Thanksgiving is one of my favorite holidays, but not for the more common reasons that might come to mind, like lots of good food and time with loved ones (although I do adore those parts, too). The reason I treasure Thanksgiving is that as a nation, regardless of race, religion, or class, we have designated a day to give thanks. I share the long-held belief of many that when people can stop and think of something for which they are grateful, they experience higher levels of happiness and inner peace. Sounds hokey? Try it.
We industrious humans work constantly to improve our lives and we complain about what doesn’t work. This strive for improvement helps us make the world a better place, but it’s also important to appreciate what is working and that we have a wonderful place to call home. When people learn that I’m an avid bicyclist, conversations often lead to why people don’t bicycle or what parts of the bicycle infrastructure or political system are broken and need fixing. Why not focus on the positives, too?
Taking stock of bicycling here in Santa Barbara, we have much to be thankful for: pleasant weather year-round, diverse riding terrain, and a community of thoughtful, fun-loving people.
Weather and Terrain: I’m grateful for our weather. We can commute by bike and enjoy recreational bicycling year-round and bask in warm sunshine (mid-day at least) even in winter. Unlike Portland, where bicycling is even more popular than here, rain is sparse.
I’m grateful for our terrain. For a leisurely joyride, we have flat, open expanses of roadways as well as off-road bike paths (check out a past article] for more tips on stress free places to ride in S.B).
When we feel like racking up the miles or climbing mountains, we can ride to points far to the east or west, or into the expanses of the Santa Ynez, Santa Maria, and Lompoc valleys. And then there is the network of front- and back-country dirt trails for world-famous mountain biking (see yet another Pedal On article, Mountain Biking 101).
Roadway Infrastructure and Facilities: I’m grateful for our bicycle infrastructure and facilities — techno-jargon for things that make bicycling safer and more comfortable (stripes on the road, signage, bike racks, separate bike paths). We, of course, need to be vocal about enhancing bicycle infrastructure, fixing those dangerous intersections, and closing the gaps that exist in a bike route. But right now we’re focusing on what’s working, remember? And, by the way, even though the political and financial climate supporting bicycling has certainly chilled in recent years, we have been blessed over the past 30 years with forward-thinking decision makers and planners. Just think, in the 1960s, State Street had car parking, narrow sidewalks, and no bike lanes. Comprehensive planning has led to the State Street corridor, which is being cited around the country as a vibrant downtown area, where pedestrians come to enjoy the wide sidewalks and cyclists pedal their way down to the beach on bike lanes.
Culture: I am grateful for our wonderful community of bicycle enthusiasts.

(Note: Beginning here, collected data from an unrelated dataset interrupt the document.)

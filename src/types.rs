//! Core data types for mdcss-report.
//!
//! - [`ResultFile`]: one discovered `test_<theme>.html` artifact
//! - [`AggregateStats`]: totals, average and extremes over the discovered set
//! - [`IndexSummary`]: the count/total pair shown on the index page
//! - [`RunSummary`]: what a full run produced, for console and JSON output

use crate::error::Result;
use serde::{Deserialize, Serialize};
use std::path::{Path, PathBuf};

/// An HTML artifact produced by the converter for one theme.
#[derive(Debug, Clone, PartialEq, Eq, Serialize, Deserialize)]
pub struct ResultFile {
    /// Full path to the result file
    pub path: PathBuf,

    /// Bare file name (`test_simple.html`)
    pub file_name: String,

    /// Theme name derived from the file name (`simple`)
    pub theme_name: String,

    /// Size of the result file in bytes
    pub size_bytes: u64,

    /// Size of the companion `<theme>.css`, 0 when there is none
    pub css_size_bytes: u64,
}

/// A theme name paired with a byte size.
#[derive(Debug, Clone, PartialEq, Eq, Serialize, Deserialize)]
pub struct SizeEntry {
    /// Theme that owns the size
    pub theme_name: String,
    /// Size in bytes
    pub size_bytes: u64,
}

impl SizeEntry {
    fn of(file: &ResultFile) -> Self {
        Self {
            theme_name: file.theme_name.clone(),
            size_bytes: file.size_bytes,
        }
    }
}

/// Aggregate statistics over a non-empty set of result files.
#[derive(Debug, Clone, PartialEq, Eq, Serialize, Deserialize)]
pub struct AggregateStats {
    /// Sum of all result file sizes
    pub total_bytes: u64,

    /// Number of result files
    pub count: usize,

    /// `total_bytes / count`, rounded down
    pub average_bytes: u64,

    /// Largest result file
    pub largest: SizeEntry,

    /// Smallest result file
    pub smallest: SizeEntry,
}

impl AggregateStats {
    /// Compute statistics over `files`.
    ///
    /// Ties for largest/smallest go to the first file in slice order, which
    /// is sorted filename order for anything returned by discovery.
    ///
    /// # Errors
    ///
    /// Returns [`EmptyResultSet`](crate::error::ReportError::EmptyResultSet)
    /// when `files` is empty; `dir` and `pattern` only feed the message.
    pub fn compute(files: &[ResultFile], dir: &Path, pattern: &str) -> Result<Self> {
        let Some(first) = files.first() else {
            return Err(crate::err!(EmptyResultSet {
                dir: dir.to_path_buf(),
                pattern: pattern.to_string(),
            }));
        };

        let mut total_bytes = 0u64;
        let mut largest = first;
        let mut smallest = first;
        for file in files {
            total_bytes += file.size_bytes;
            if file.size_bytes > largest.size_bytes {
                largest = file;
            }
            if file.size_bytes < smallest.size_bytes {
                smallest = file;
            }
        }

        let count = files.len();
        let stats = Self {
            total_bytes,
            count,
            average_bytes: total_bytes / count as u64,
            largest: SizeEntry::of(largest),
            smallest: SizeEntry::of(smallest),
        };

        tracing::debug!(
            count = stats.count,
            total_bytes = stats.total_bytes,
            average_bytes = stats.average_bytes,
            "Computed aggregate statistics"
        );

        Ok(stats)
    }
}

/// Count and total size shown on the index page.
#[derive(Debug, Clone, Copy, PartialEq, Eq, Default, Serialize, Deserialize)]
pub struct IndexSummary {
    /// Number of result files
    pub count: usize,
    /// Sum of all result file sizes
    pub total_bytes: u64,
}

impl IndexSummary {
    /// Summarize `files`. Valid for an empty slice.
    #[must_use]
    pub fn from_files(files: &[ResultFile]) -> Self {
        Self {
            count: files.len(),
            total_bytes: files.iter().map(|f| f.size_bytes).sum(),
        }
    }
}

/// Outcome of a complete generator run.
#[derive(Debug, Clone, Default, Serialize, Deserialize)]
pub struct RunSummary {
    /// Path of the markdown report, if it was generated
    pub report_path: Option<PathBuf>,

    /// Path of the HTML index, if it was generated
    pub index_path: Option<PathBuf>,

    /// Statistics of the report run (absent for empty sets)
    pub stats: Option<AggregateStats>,

    /// Index page count/total
    pub index: Option<IndexSummary>,

    /// Local timestamp embedded in the documents
    pub generated_at: String,
}
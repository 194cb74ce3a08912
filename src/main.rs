//! mdcss-report CLI entry point.
//!
//! This binary provides the command-line interface for mdcss-report.

use clap::Parser;
use mdcss_report::cli::{Cli, Commands, PathArgs};
use mdcss_report::reporter::{JsonSummary, SummaryFormatter};
use mdcss_report::{Config, Generator, ReportError, RunSummary};
use std::error::Error;
use std::path::{Path, PathBuf};
use std::process::ExitCode;
use tracing_subscriber::{fmt, prelude::*, EnvFilter};

/// Config files picked up from the working directory, in order.
const DEFAULT_CONFIG_PATHS: &[&str] = &["mdcss-report.yaml", "mdcss-report.yml", ".mdcss-report.yaml"];

fn main() -> ExitCode {
    let cli = Cli::parse();

    init_logging(cli.verbose, cli.quiet);

    match run(cli) {
        Ok(exit_code) => exit_code,
        Err(e) => {
            tracing::error!(error = %e, "Fatal error");

            eprintln!("Error: {e}");

            let mut source = e.source();
            if source.is_some() {
                eprintln!("\nCaused by:");
                let mut i = 0;
                while let Some(cause) = source {
                    eprintln!("  {i}: {cause}");
                    source = cause.source();
                    i += 1;
                }
            }

            let code = e
                .downcast_ref::<ReportError>()
                .map_or(1, ReportError::exit_code);
            ExitCode::from(u8::try_from(code).unwrap_or(1))
        }
    }
}

fn init_logging(verbose: u8, quiet: bool) {
    let filter = if quiet {
        EnvFilter::new("error")
    } else {
        // RUST_LOG wins over the verbosity flag
        EnvFilter::try_from_default_env().unwrap_or_else(|_| {
            let base_level = match verbose {
                0 => "warn",
                1 => "info",
                2 => "debug",
                _ => "trace",
            };
            EnvFilter::new(format!("warn,mdcss_report={base_level}"))
        })
    };

    tracing_subscriber::registry()
        .with(fmt::layer().with_writer(std::io::stderr).with_target(true))
        .with(filter)
        .init();
}

fn run(cli: Cli) -> anyhow::Result<ExitCode> {
    let quiet = cli.quiet;
    let config_path = cli.config.clone();

    match cli.into_command() {
        Commands::Generate(args) => {
            let config = load_config(config_path.as_deref(), &args)?;
            if !quiet && !config.output.json {
                println!("Generating test report and index page...");
            }
            let summary = Generator::new(config.clone()).run()?;
            print_summary(&config, &summary, quiet)?;
            Ok(ExitCode::SUCCESS)
        }

        Commands::Report(args) => {
            let config = load_config(config_path.as_deref(), &args)?;
            let summary = Generator::new(config.clone()).run_report()?;
            print_summary(&config, &summary, quiet)?;
            Ok(ExitCode::SUCCESS)
        }

        Commands::Index(args) => {
            let config = load_config(config_path.as_deref(), &args)?;
            let summary = Generator::new(config.clone()).run_index()?;
            print_summary(&config, &summary, quiet)?;
            Ok(ExitCode::SUCCESS)
        }

        Commands::Init => {
            let config_path = Path::new(DEFAULT_CONFIG_PATHS[0]);
            if config_path.exists() {
                anyhow::bail!("Configuration file already exists: {}", config_path.display());
            }

            std::fs::write(config_path, Config::example_yaml())?;
            println!("Created example configuration: {}", config_path.display());
            Ok(ExitCode::SUCCESS)
        }

        Commands::Validate(args) => match Config::from_file(&args.config) {
            Ok(_) => {
                println!("Configuration is valid: {}", args.config.display());
                Ok(ExitCode::SUCCESS)
            }
            Err(e) => {
                eprintln!("Configuration error: {e}");
                Ok(ExitCode::from(1))
            }
        },
    }
}

fn load_config(explicit: Option<&Path>, args: &PathArgs) -> anyhow::Result<Config> {
    let path = explicit.map(Path::to_path_buf).or_else(|| {
        DEFAULT_CONFIG_PATHS
            .iter()
            .map(PathBuf::from)
            .find(|p| p.exists())
    });

    let mut config = match path {
        Some(path) => {
            tracing::debug!(path = %path.display(), "Loading configuration");
            Config::from_file(&path)?
        }
        None => {
            tracing::debug!("No configuration file found, using default configuration");
            Config::default()
        }
    };

    config.merge_cli_args(args);
    if !config.output.colored {
        colored::control::set_override(false);
    }

    Ok(config)
}

fn print_summary(config: &Config, summary: &RunSummary, quiet: bool) -> anyhow::Result<()> {
    if config.output.json {
        println!("{}", JsonSummary::new(true).format(summary)?);
    } else if !quiet {
        print!("{}", SummaryFormatter::new(config).format(summary));
    }
    Ok(())
}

There is a lot of talk these days about bike culture blossoming in communities across the country and globe. Over the past few years, bikes have become part of the lifestyle of more and more people. And it is thanks to these lifestyle choices that bikes are becoming irresistibly cool.

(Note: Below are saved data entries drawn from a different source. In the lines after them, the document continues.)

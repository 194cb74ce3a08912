//! Configuration module for mdcss-report.
//!
//! This module handles loading and validating configuration from:
//! - YAML configuration files (`mdcss-report.yaml`)
//! - Environment variables (`${VAR}` expansion inside the YAML)
//! - CLI arguments
//!
//! # Configuration File Format
//!
//! ```yaml
//! # mdcss-report.yaml
//!
//! paths:
//!   input_dir: output/test_output
//!   output_dir: site          # defaults to input_dir
//!   css_dir: themes
//!   source_document: themes/markdown.html
//!
//! report:
//!   report_file: TEST_REPORT.md
//!   index_file: index.html
//!   title: markdown-css Theme Test Report
//!   environment: ${RUNTIME_LABEL}
//!   allow_empty: false
//!
//! output:
//!   colored: true
//!   json: false
//! ```

use crate::discovery::{theme_name_from_file_name, RESULT_PATTERN};
use crate::error::{ReportError, Result};
use serde::{Deserialize, Serialize};
use std::path::{Path, PathBuf};

/// Where result files are read from and documents are written to.
#[derive(Debug, Clone, PartialEq, Eq, Serialize, Deserialize)]
#[serde(default)]
pub struct PathOptions {
    /// Directory scanned for `test_*.html` result files.
    pub input_dir: PathBuf,

    /// Directory the report and index are written to, `input_dir` when unset.
    pub output_dir: Option<PathBuf>,

    /// Directory holding `<theme>.css` sources, used to annotate sizes.
    pub css_dir: Option<PathBuf>,

    /// Sample document fed to the converter, reported in the input section.
    pub source_document: Option<PathBuf>,
}

impl Default for PathOptions {
    fn default() -> Self {
        Self {
            input_dir: PathBuf::from("output/test_output"),
            output_dir: None,
            css_dir: Some(PathBuf::from("themes")),
            source_document: Some(PathBuf::from("themes/markdown.html")),
        }
    }
}

/// Document options.
#[derive(Debug, Clone, PartialEq, Eq, Serialize, Deserialize)]
#[serde(default)]
pub struct ReportOptions {
    /// File name of the markdown report inside `output_dir`.
    pub report_file: String,

    /// File name of the HTML index inside `output_dir`.
    pub index_file: String,

    /// Title used by both documents.
    pub title: String,

    /// Label of the environment the converter ran in.
    pub environment: String,

    /// Render documents for an empty result set instead of failing.
    pub allow_empty: bool,
}

impl Default for ReportOptions {
    fn default() -> Self {
        Self {
            report_file: "TEST_REPORT.md".to_string(),
            index_file: "index.html".to_string(),
            title: "markdown-css Theme Test Report".to_string(),
            environment: "Python3".to_string(),
            allow_empty: false,
        }
    }
}

/// Console output options.
#[derive(Debug, Clone, PartialEq, Eq, Serialize, Deserialize)]
#[serde(default)]
pub struct OutputOptions {
    /// Use colored output.
    pub colored: bool,

    /// Print the run summary as JSON instead of a table.
    pub json: bool,
}

impl Default for OutputOptions {
    fn default() -> Self {
        Self {
            colored: true,
            json: false,
        }
    }
}

/// Main configuration structure with nested sections.
#[derive(Debug, Clone, PartialEq, Eq, Default, Serialize, Deserialize)]
#[serde(default)]
pub struct Config {
    /// Input and output locations
    pub paths: PathOptions,

    /// Document options
    pub report: ReportOptions,

    /// Console output options
    pub output: OutputOptions,
}

impl Config {
    /// Load configuration from a YAML string.
    ///
    /// # Errors
    ///
    /// Returns an error if the YAML is invalid or a value fails validation.
    pub fn from_yaml(content: &str) -> Result<Self> {
        tracing::debug!("Parsing configuration from YAML");
        let expanded = expand_env_vars(content);

        let config: Self = serde_yaml::from_str(&expanded).map_err(|e| {
            ReportError::config_parse(e.to_string(), Some(Box::new(e)), file!(), line!())
        })?;
        config.validate()?;

        tracing::debug!(
            input_dir = %config.paths.input_dir.display(),
            output_dir = %config.output_dir().display(),
            allow_empty = config.report.allow_empty,
            "Configuration loaded successfully"
        );

        Ok(config)
    }

    /// Load configuration from a YAML file.
    ///
    /// # Errors
    ///
    /// Returns an error if the file cannot be read or parsed.
    pub fn from_file(path: &Path) -> Result<Self> {
        let content = std::fs::read_to_string(path)
            .map_err(|e| ReportError::io(path, e, file!(), line!()))?;
        Self::from_yaml(&content)
    }

    /// Check that both output file names are plain file names.
    ///
    /// # Errors
    ///
    /// Returns `ConfigValue` for empty names or names containing separators.
    pub fn validate(&self) -> Result<()> {
        for (key, value) in [
            ("report.report_file", &self.report.report_file),
            ("report.index_file", &self.report.index_file),
        ] {
            if value.trim().is_empty() {
                return Err(crate::err!(ConfigValue {
                    key: key.to_string(),
                    message: "must not be empty".to_string(),
                }));
            }
            if value.contains('/') || value.contains('\\') {
                return Err(crate::err!(ConfigValue {
                    key: key.to_string(),
                    message: format!("'{value}' must be a file name, not a path"),
                }));
            }
            // Documents are written next to the results and must not be picked up as one.
            if theme_name_from_file_name(value).is_some() {
                return Err(crate::err!(ConfigValue {
                    key: key.to_string(),
                    message: format!("'{value}' matches the result file pattern {RESULT_PATTERN}"),
                }));
            }
        }

        if self.report.report_file == self.report.index_file {
            return Err(crate::err!(ConfigValue {
                key: "report.index_file".to_string(),
                message: "must differ from report.report_file".to_string(),
            }));
        }

        Ok(())
    }

    /// Directory the documents are written to.
    #[must_use]
    pub fn output_dir(&self) -> &Path {
        self.paths.output_dir.as_deref().unwrap_or(&self.paths.input_dir)
    }

    /// Full path of the markdown report.
    #[must_use]
    pub fn report_path(&self) -> PathBuf {
        self.output_dir().join(&self.report.report_file)
    }

    /// Full path of the HTML index.
    #[must_use]
    pub fn index_path(&self) -> PathBuf {
        self.output_dir().join(&self.report.index_file)
    }

    /// Generate an example YAML configuration.
    #[must_use]
    pub fn example_yaml() -> String {
        r#"# mdcss-report configuration file

# Input and output locations (relative to the working directory)
paths:
  # Directory containing the converter's test_<theme>.html results
  input_dir: output/test_output

  # Directory the report and index page are written to (defaults to input_dir)
  # output_dir: site

  # Directory with the <theme>.css sources (omit to skip CSS sizes)
  css_dir: themes

  # Sample document the converter was run against
  source_document: themes/markdown.html

# Generated documents
report:
  report_file: TEST_REPORT.md
  index_file: index.html
  title: markdown-css Theme Test Report

  # Label shown as the test environment (can use an environment variable)
  environment: Python3
  # environment: ${RUNTIME_LABEL}

  # Render an empty report/index instead of failing when nothing matched
  allow_empty: false

# Console output
output:
  colored: true
  json: false
"#
        .to_string()
    }

    /// Merge CLI arguments into the configuration.
    pub fn merge_cli_args(&mut self, args: &crate::cli::PathArgs) {
        if let Some(ref dir) = args.input_dir {
            self.paths.input_dir = dir.clone();
        }
        if let Some(ref dir) = args.output_dir {
            self.paths.output_dir = Some(dir.clone());
        }
        if let Some(ref dir) = args.css_dir {
            self.paths.css_dir = Some(dir.clone());
        }
        if let Some(ref doc) = args.source_document {
            self.paths.source_document = Some(doc.clone());
        }
        if args.allow_empty {
            self.report.allow_empty = true;
        }
        if args.json {
            self.output.json = true;
        }
        if args.no_color {
            self.output.colored = false;
        }
    }
}

/// Expand environment variables in a string.
///
/// Supports `${VAR}` and `$VAR` syntax. Unknown variables are left as-is.
fn expand_env_vars(content: &str) -> String {
    let lookup = |caps: &regex::Captures<'_>| {
        std::env::var(&caps[1]).unwrap_or_else(|_| caps[0].to_string())
    };

    let braced = regex::Regex::new(r"\$\{([^}]+)\}").expect("static regex");
    let expanded = braced.replace_all(content, lookup);

    // The greedy name match keeps `$HOME` from matching inside `$HOMEDIR`.
    let bare = regex::Regex::new(r"\$([A-Za-z_][A-Za-z0-9_]*)").expect("static regex");
    bare.replace_all(&expanded, lookup).into_owned()
}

Let’s take a moment to appreciate the many ways that bike culture is improving our general well-being.
I’m grateful for bicycle clubs. My goodness, we have a lot of bike clubs and group rides! There are many no-drop rides with groups like the Goleta Valley Cycling Club, Neon Girls Cycling, and the Santa Maria Tailwinds.
Our many clubs create camaraderie and opportunities for residents to get out and see new parts of our county while getting fresh air and exercise. And when people are riding for recreation and fitness, they are paying attention to roads in new ways that often lead them to advocacy.

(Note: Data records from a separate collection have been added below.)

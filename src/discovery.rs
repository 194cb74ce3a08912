//! Result file discovery.
//!
//! Both generated documents start from the same scan: list the input
//! directory, keep the entries whose names match [`RESULT_PATTERN`], derive
//! the theme name from each file name and read its size. The scan is not
//! recursive and always yields files in lexicographic file-name order.

use crate::error::{ResultExt, Result};
use crate::types::ResultFile;
use std::path::Path;

/// File name prefix of a converter result.
pub const RESULT_PREFIX: &str = "test_";

/// File name suffix of a converter result.
pub const RESULT_SUFFIX: &str = ".html";

/// Glob matched against file names in the input directory.
pub const RESULT_PATTERN: &str = "test_*.html";

/// Extension of the theme stylesheets in the CSS directory.
pub const CSS_EXTENSION: &str = "css";

/// Derive the theme name from a result file name.
///
/// `test_wecatch-code.html` yields `wecatch-code`. Only the leading prefix
/// and trailing suffix are removed; anything in between is kept verbatim.
/// Returns `None` when the name does not have both or the stem is empty.
#[must_use]
pub fn theme_name_from_file_name(file_name: &str) -> Option<&str> {
    let theme = file_name
        .strip_prefix(RESULT_PREFIX)?
        .strip_suffix(RESULT_SUFFIX)?;
    (!theme.is_empty()).then_some(theme)
}

/// Discover the result files in `input_dir`, sorted by file name.
///
/// When `css_dir` is given, each result is annotated with the size of
/// `<css_dir>/<theme>.css` (0 when that file does not exist).
///
/// # Errors
///
/// Returns `DirectoryNotFound` if `input_dir` is not a directory and `Io`
/// if the directory or a matching file cannot be read. An empty result is
/// not an error here; the callers decide how to treat it.
pub fn discover_result_files(input_dir: &Path, css_dir: Option<&Path>) -> Result<Vec<ResultFile>> {
    if !input_dir.is_dir() {
        return Err(crate::err!(DirectoryNotFound {
            path: input_dir.to_path_buf(),
        }));
    }

    let pattern = glob::Pattern::new(RESULT_PATTERN).map_err(|e| crate::err!(InvalidPattern {
        pattern: RESULT_PATTERN.to_string(),
        message: e.to_string(),
    }))?;

    tracing::debug!(dir = %input_dir.display(), pattern = RESULT_PATTERN, "Scanning for result files");

    let mut files = Vec::new();
    for entry in std::fs::read_dir(input_dir).with_path(input_dir)? {
        let entry = entry.with_path(input_dir)?;
        let path = entry.path();

        let Some(file_name) = entry.file_name().to_str().map(String::from) else {
            tracing::warn!(path = %path.display(), "Skipping non UTF-8 file name");
            continue;
        };

        if !pattern.matches(&file_name) {
            continue;
        }

        // Follow symlinks so linked results are reported like copied ones.
        let metadata = std::fs::metadata(&path).with_path(&path)?;
        if !metadata.is_file() {
            tracing::debug!(path = %path.display(), "Skipping non-file entry");
            continue;
        }

        let Some(theme_name) = theme_name_from_file_name(&file_name).map(String::from) else {
            tracing::warn!(path = %path.display(), "Skipping result file without a theme name");
            continue;
        };

        let css_size_bytes = css_dir.map_or(0, |dir| css_size(dir, &theme_name));

        tracing::debug!(
            theme = %theme_name,
            size_bytes = metadata.len(),
            css_size_bytes,
            "Found result file"
        );

        files.push(ResultFile {
            path,
            file_name,
            theme_name,
            size_bytes: metadata.len(),
            css_size_bytes,
        });
    }

    files.sort_by(|a, b| a.file_name.cmp(&b.file_name));

    tracing::info!(dir = %input_dir.display(), count = files.len(), "Discovered result files");
    Ok(files)
}

/// Size of `<css_dir>/<theme>.css`, 0 when it is missing or not a file.
fn css_size(css_dir: &Path, theme_name: &str) -> u64 {
    let css_path = css_dir.join(format!("{theme_name}.{CSS_EXTENSION}"));
    match std::fs::metadata(&css_path) {
        Ok(metadata) if metadata.is_file() => metadata.len(),
        _ => 0,
    }
}

#[cfg(test)]
mod tests {
    use super::*;
    use std::fs;
    use tempfile::TempDir;

    fn write(dir: &Path, name: &str, len: usize) {
        fs::write(dir.join(name), "x".repeat(len)).unwrap();
    }

    #[test]
    fn test_theme_name_extraction() {
        assert_eq!(theme_name_from_file_name("test_simple.html"), Some("simple"));
        assert_eq!(theme_name_from_file_name("test_wecatch-code.html"), Some("wecatch-code"));
        assert_eq!(theme_name_from_file_name("test_list_writing.html"), Some("list_writing"));
        assert_eq!(theme_name_from_file_name("test_.html"), None);
        assert_eq!(theme_name_from_file_name("simple.html"), None);
        assert_eq!(theme_name_from_file_name("test_simple.htm"), None);
    }

    #[test]
    fn test_discovery_sorts_and_filters() {
        let dir = TempDir::new().unwrap();
        write(dir.path(), "test_wecatch.html", 30);
        write(dir.path(), "test_apollo.html", 10);
        write(dir.path(), "test_less.html", 20);
        write(dir.path(), "index.html", 99);
        write(dir.path(), "TEST_REPORT.md", 99);
        write(dir.path(), "test_notes.txt", 99);
        fs::create_dir(dir.path().join("test_dir.html")).unwrap();

        let files = discover_result_files(dir.path(), None).unwrap();
        let names: Vec<_> = files.iter().map(|f| f.theme_name.as_str()).collect();
        assert_eq!(names, vec!["apollo", "less", "wecatch"]);
        assert_eq!(files[0].size_bytes, 10);
        assert_eq!(files[0].file_name, "test_apollo.html");
        assert!(files.iter().all(|f| f.css_size_bytes == 0));
    }

    #[test]
    fn test_css_sizes_are_optional() {
        let results = TempDir::new().unwrap();
        let themes = TempDir::new().unwrap();
        write(results.path(), "test_simple.html", 100);
        write(results.path(), "test_ocean.html", 200);
        write(themes.path(), "simple.css", 7);

        let files = discover_result_files(results.path(), Some(themes.path())).unwrap();
        let ocean = files.iter().find(|f| f.theme_name == "ocean").unwrap();
        let simple = files.iter().find(|f| f.theme_name == "simple").unwrap();
        assert_eq!(ocean.css_size_bytes, 0);
        assert_eq!(simple.css_size_bytes, 7);
    }

    #[test]
    fn test_missing_directory() {
        let dir = TempDir::new().unwrap();
        let err = discover_result_files(&dir.path().join("absent"), None).unwrap_err();
        assert!(matches!(err, crate::error::ReportError::DirectoryNotFound { .. }));
    }

    #[test]
    fn test_empty_directory_is_not_an_error() {
        let dir = TempDir::new().unwrap();
        assert!(discover_result_files(dir.path(), None).unwrap().is_empty());
    }
}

Advocacy: I am grateful for the countless individuals who have worked to create a bike-friendly community, and I’m proud to be one of them. We support programs that educate both bikers and motorists. And we do it every day, bit-by-bit, by our actions. We stop for red lights and stop signs and follow rules of the road. We’re advocates when we work to positively increase public and political support for bicycling. Advocacy is not something someone else does. It’s grassroots. It’s about each individual taking responsibility. Start right now. Take a minute and complete this short Fix-It Survey. Document where you see problems that need to be fixed. Stop complaining to yourself and let’s fill in that pothole, fix a dangerous intersection, trim the trees overhanging a bike path, or add a bike lane to a local street. Be an advocate!
Fun: Let’s face it, bikes are fun, and I am grateful for that! Every time I put on my bright yellow reflective vest and get on my bike, I have a smile on my face. When I’m commuting to work, I enjoy the sights, sounds, and smells along my route. I have time to think and breathe. I also love the camaraderie of the monthly Bike Moves theme rides through downtown Santa Barbara. Bike riders are having fun, and pedestrians and shoppers along State Street turn and smile as the parade goes by. I think they wish they were on a bike. When I ride alone, ride with friends, or go to bike events — biking is fun!
We have plenty of work ahead of us to make bicycling an integral part of people’s transportation choices. Let’s just be sure to appreciate the positive things happening daily that make bicycling a wonderful option, right now. We have a lot to be grateful for.